Mais, me dira-t-on peut-être, comment a-t-il pu vous entrer dans la tête que la poste se chargerait en France de distribuer un ouvrage qui débute par des Mémoires sur la Bastille ! Vous n’y faites sûrement pas l’apologie de ce terrible entrepôt ; et comment voulez-vous que la police qui le dirige, le ministère qui le choie, en autorisent la censure, ou, ce qui revient au même, la description ? Il y a des choses où les hommes en place peuvent laisser le droit de dire, pourvu qu’ils conservent celui de faire ; mais la Bastille n’est pas de ces choses-là ; il faut ou la détruire, ou empêcher qu’on sache ce que c’est ; et croyez-vous qu’on veuille la détruire ?

Mais je demande à mon tour comment on empêcherait désormais que le public la connaisse ? Mes Mémoires sont imprimés. Au moment où ceci deviendra public, ils seront en route pour se répandre dans toute l’Europe. Il n’y a pas de moyen humain capable de les anéantir ou de les écarter même de la France : l’intérêt est trop vif et la curiosité trop légitime. On aurait beau multiplier les sbires, les exempts, etc., ils transpireraient par tous les pores du royaumes ; ils se joueraient de la sagacité de la police parisienne avec autant de succès au moins qu’elle se joue avec atrocité de la personne des infortunés qui en ont fourni la matière.

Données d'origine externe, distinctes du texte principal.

//! Content-addressed assets packaged inside a token.
//!
//! An asset is stored twice in the archive: once as an identity record
//! (`assets/<md5>`) and once as raw bytes (`assets/<md5>.<ext>`). The MD5 of
//! the contents, not the name, is what the tabletop application keys on.

use std::path::Path;

use anyhow::{Context, Result};
use md5::{Digest, Md5};

/// Hash content the way the tabletop application keys its assets
/// (lowercase hex MD5, 32 chars)
pub fn content_hash(contents: &[u8]) -> String {
    let mut hasher = Md5::new();
    hasher.update(contents);
    hex::encode(hasher.finalize())
}

/// An image (or other binary) stored with a token
#[derive(Debug, Clone, PartialEq, Eq)]
pub struct Asset {
    /// Display name, usually the file stem
    pub name: String,

    /// File extension without the dot
    pub ext: String,

    /// Raw bytes
    pub contents: Vec<u8>,

    /// Content hash, used as the asset's identity inside the archive
    pub md5: String,
}

impl Asset {
    /// Create an asset, hashing its contents
    pub fn new(name: impl Into<String>, ext: impl Into<String>, contents: Vec<u8>) -> Self {
        let md5 = content_hash(&contents);
        Self::with_md5(name, ext, contents, md5)
    }

    /// Create an asset with a precomputed hash. The hash is not checked.
    pub fn with_md5(
        name: impl Into<String>,
        ext: impl Into<String>,
        contents: Vec<u8>,
        md5: impl Into<String>,
    ) -> Self {
        Self {
            name: name.into(),
            ext: ext.into(),
            contents,
            md5: md5.into(),
        }
    }

    /// Load an asset from disk, taking name and extension from the path
    pub fn from_path(path: &Path) -> Result<Self> {
        let contents = std::fs::read(path)
            .with_context(|| format!("Failed to read asset: {}", path.display()))?;
        Ok(Self::from_file_parts(path, contents))
    }

    /// Build an asset from a path and bytes already read from it
    pub fn from_file_parts(path: &Path, contents: Vec<u8>) -> Self {
        let name = path
            .file_stem()
            .map(|s| s.to_string_lossy().into_owned())
            .unwrap_or_default();
        let ext = path
            .extension()
            .map(|s| s.to_string_lossy().to_lowercase())
            .unwrap_or_default();
        Self::new(name, ext, contents)
    }

    /// Archive entry holding the identity record
    pub fn record_path(&self) -> String {
        format!("assets/{}", self.md5)
    }

    /// Archive entry holding the raw bytes
    pub fn contents_path(&self) -> String {
        format!("assets/{}.{}", self.md5, self.ext)
    }

    /// XML record describing this asset. Values are inserted verbatim, so
    /// `name` and `ext` must not contain XML markup.
    pub fn identity_record(&self) -> String {
        format!(
            "<net.rptools.maptool.model.Asset>\n  \
             <id>\n    <id>{}</id>\n  </id>\n  \
             <name>{}</name>\n  \
             <extension>{}</extension>\n  \
             <image/>\n\
             </net.rptools.maptool.model.Asset>",
            self.md5, self.name, self.ext
        )
    }
}

impl std::fmt::Display for Asset {
    fn fmt(&self, f: &mut std::fmt::Formatter<'_>) -> std::fmt::Result {
        write!(f, "<Asset {}.{}>", self.name, self.ext)
    }
}
//! rptok CLI entrypoint

use anyhow::Result;
use clap::Parser;
use tracing_subscriber::{layer::SubscriberExt, util::SubscriberInitExt, EnvFilter};

use rptok::cli::Cli;

#[tokio::main]
async fn main() -> Result<()> {
    // Initialize tracing
    tracing_subscriber::registry()
        .with(EnvFilter::try_from_default_env().unwrap_or_else(|_| EnvFilter::new("info")))
        .with(tracing_subscriber::fmt::layer().with_target(false).with_writer(std::io::stderr))
        .init();

    // Parse and execute CLI
    let cli = Cli::parse();
    cli.execute().await
}
//! Token serialization.
//!
//! This module contains:
//! - ContentRenderer: `content.xml` rendering through a handlebars template
//! - Thumbnail: the downscaled preview image
//! - TokenWriter: zip archive assembly

pub mod archive;
pub mod render;
pub mod thumbnail;

// Re-export commonly used types
pub use archive::{ArchiveEntry, TokenWriter, WriteMode, PROPERTIES_XML};
pub use render::{escape_xml, ContentRenderer, DEFAULT_CONTENT_TEMPLATE};
pub use thumbnail::{derive_thumbnail, THUMBNAIL_MAX};
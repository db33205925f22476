//! Error type shared by the token model and the archive writer.

use std::path::PathBuf;

use thiserror::Error;

/// Errors raised while building or serializing a token
#[derive(Debug, Error)]
pub enum TokenError {
    #[error("Unknown token size: {0} (expected one of Fine, Diminutive, Tiny, Small, Medium, Large, Huge, Gargantuan, Colossal)")]
    UnknownSize(String),

    #[error("Invalid value for attribute '{key}': {source}")]
    Attribute {
        key: String,
        #[source]
        source: serde_json::Error,
    },

    #[error("Failed to decode image: {0}")]
    Decode(#[source] image::ImageError),

    #[error("Failed to encode thumbnail: {0}")]
    Encode(#[source] image::ImageError),

    #[error("Invalid content template: {0}")]
    Template(#[source] Box<handlebars::TemplateError>),

    #[error("Failed to render {document}: {source}")]
    Render {
        document: &'static str,
        #[source]
        source: handlebars::RenderError,
    },

    #[error("Failed to parse token manifest: {0}")]
    Manifest(#[source] serde_yaml::Error),

    #[error("Destination already exists: {}", .0.display())]
    Exists(PathBuf),

    #[error("Archive write failed: {0}")]
    Archive(#[from] zip::result::ZipError),

    #[error(transparent)]
    Io(#[from] std::io::Error),
}

pub type Result<T, E = TokenError> = std::result::Result<T, E>;
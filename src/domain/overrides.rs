//! Defaults-then-overrides merging for open attribute sets.
//!
//! Macros and token attributes have a documented set of fields plus an
//! `extra` map for anything else the caller supplies. Overrides are applied
//! on top of the serialized defaults and then deserialized back, so a
//! documented field only accepts values of its own type while unknown keys
//! fall through to `extra`.

use serde::de::DeserializeOwned;
use serde::Serialize;
use serde_json::{Map, Value};

use crate::error::TokenError;

/// Apply `overrides` on top of `base`, returning the merged value
pub fn apply_overrides<T>(base: &T, overrides: Map<String, Value>) -> Result<T, TokenError>
where
    T: Serialize + DeserializeOwned,
{
    let mut merged = match serde_json::to_value(base) {
        Ok(Value::Object(map)) => map,
        Ok(_) => Map::new(),
        Err(source) => {
            return Err(TokenError::Attribute {
                key: String::new(),
                source,
            })
        }
    };

    for (key, value) in overrides {
        merged.insert(key.clone(), value);
        // Check each key as it lands so the error names the offending field
        if let Err(source) = serde_json::from_value::<T>(Value::Object(merged.clone())) {
            return Err(TokenError::Attribute { key, source });
        }
    }

    serde_json::from_value(Value::Object(merged)).map_err(|source| TokenError::Attribute {
        key: String::new(),
        source,
    })
}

Mais, de plus, sous quel prétexte essaierait-on même de l’autoriser à les supprimer ? Qu’on y prenne garde, ce n’est pas ici un libelle, une de ces déclamations anonymes qui se perdent ou s’oublient sans laisser de traces, et dont les honnêtes gens concourent à opérer la suppression, même sans y être forcés par le despotisme qu’elles inquiètent. Je signe. Ce sont des faits dont je me déclare garant, et qui ont autant de témoins que la Bastille a fait de victimes. C’est une tyrannie monstrueuse que je dénonce à l’Europe, au souverain équitable dont elle compromet le nom et le règne. Quel sera, même dans le ministère français, le personnage qui osera s’en déclarer le protecteur quand elle sera bien dévoilée ?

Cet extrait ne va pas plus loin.